Aggregation of protein therapeutics can lead to immunogenicity and loss of function in vivo. Its effective prevention requires an understanding of the conformational and colloidal stability of protein and the improvement of both. Granulocyte colony-stimulating factor (G-CSF), which is one of the most widely used protein therapeutics, was previously shown to be conformationally stabilized by connecting its N- and C-termini with amide bonds (backbone circularization). In this study, we investigated whether circularization affects the colloidal stability of proteins. Colloidal stability was indirectly assessed by analyzing the aggregation behavior of G-CSF variants using analytical ultracentrifugation (AUC) and small-angle X-ray scattering (SAXS).

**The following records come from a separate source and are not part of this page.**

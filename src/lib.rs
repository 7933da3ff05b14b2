#![allow(clippy::doc_markdown)] // Allow technical terms in docs
#![allow(clippy::missing_errors_doc)] // Allow public functions without # Errors sections
#![allow(clippy::must_use_candidate)] // Allow methods without must_use when context is clear

//! # Lifecycle Core
//!
//! Handler-based lifecycle and configuration-propagation engine for dynamic
//! components.
//!
//! ## Overview
//!
//! A component instance is driven by a [`ComponentManager`] that owns its
//! validity state (VALID / INVALID) and intercepts every read and write of its
//! manipulated fields. Independent handlers plug into that lifecycle:
//!
//! - **Provided services** are validated against the implementation metadata
//!   and registered with the service registry only while the instance is VALID
//! - **Configuration** is injected into fields, kept in sync both ways, and
//!   optionally re-delivered live through a configuration host; entries that
//!   match no declared property are propagated onto the provided services
//! - **Lifecycle callbacks** call component methods on declared transitions
//!
//! ## Module Organization
//!
//! - [`metadata`] - Immutable component descriptors
//! - [`component`] - Component manager, method table and platform context
//! - [`handlers`] - The handler trait and the standard handlers
//! - [`registry`] - Service registry and configuration host boundaries
//! - [`state_machine`] - Validity states and transitions
//! - [`value`] - Configuration dictionaries and value conversion
//! - [`config`] - Engine configuration
//! - [`error`] - Structured error handling
//! - [`events`] - Lifecycle event broadcasting
//! - [`logging`] - Structured logging setup
//!
//! ## Quick Start
//!
//! ```rust
//! use lifecycle_core::component::{ComponentManager, ComponentType, PlatformContext};
//! use lifecycle_core::handlers::default_handlers;
//! use lifecycle_core::metadata::{ComponentMetadata, Element};
//! use lifecycle_core::registry::{InMemoryConfigurationHost, InMemoryServiceRegistry};
//! use lifecycle_core::value::Dictionary;
//! use std::sync::Arc;
//!
//! let registry = Arc::new(InMemoryServiceRegistry::new());
//! let host = Arc::new(InMemoryConfigurationHost::new());
//! let context = PlatformContext::new(registry.clone(), host);
//!
//! let metadata = ComponentMetadata::builder("com.acme.SensorImpl")
//!     .interface("Sensor")
//!     .element(Element::new("Provides"))
//!     .build();
//! let component_type = ComponentType::new("com.acme.SensorImpl");
//! let manager = ComponentManager::new(metadata, component_type, context);
//!
//! manager.configure(default_handlers(), &Dictionary::new());
//! manager.start();
//! assert_eq!(registry.lookup("Sensor").len(), 1);
//!
//! manager.stop();
//! assert!(registry.lookup("Sensor").is_empty());
//! ```

pub mod component;
pub mod config;
pub mod constants;
pub mod error;
pub mod events;
pub mod handlers;
pub mod logging;
pub mod metadata;
pub mod registry;
pub mod state_machine;
pub mod value;

pub use component::{ComponentManager, ComponentType, PlatformContext};
pub use config::EngineConfig;
pub use error::{CallbackError, LifecycleError, Result};
pub use events::{EventPublisher, PublishedEvent};
pub use handlers::{
    default_handlers, ConfigurationHandler, Handler, LifecycleCallbackHandler,
    ProvidedServiceHandler,
};
pub use metadata::{ComponentInfo, ComponentMetadata, Element};
pub use registry::{
    ConfigurationHost, InMemoryConfigurationHost, InMemoryServiceRegistry, ServiceRegistry,
};
pub use state_machine::ComponentState;
pub use value::Dictionary;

Consequently, we found that the unfolded structure of circularized G-CSF was more compact than non-circularized G-CSF, and that backbone circularization improved its aggregation resistance against chemical denaturation by guanidine hydrochloride (GdnHCl). The improved aggregation resistance suggests that the expansion tolerance of circularized G-CSF in the unfolded state increased its colloidal stability. Thus, backbone circularization is an excellent method for enhancing the colloidal and the conformational stability of protein with minimal sequence changes. It is therefore expected to be effective in extending the storage stability of protein therapeutics, enhancing their biological stability.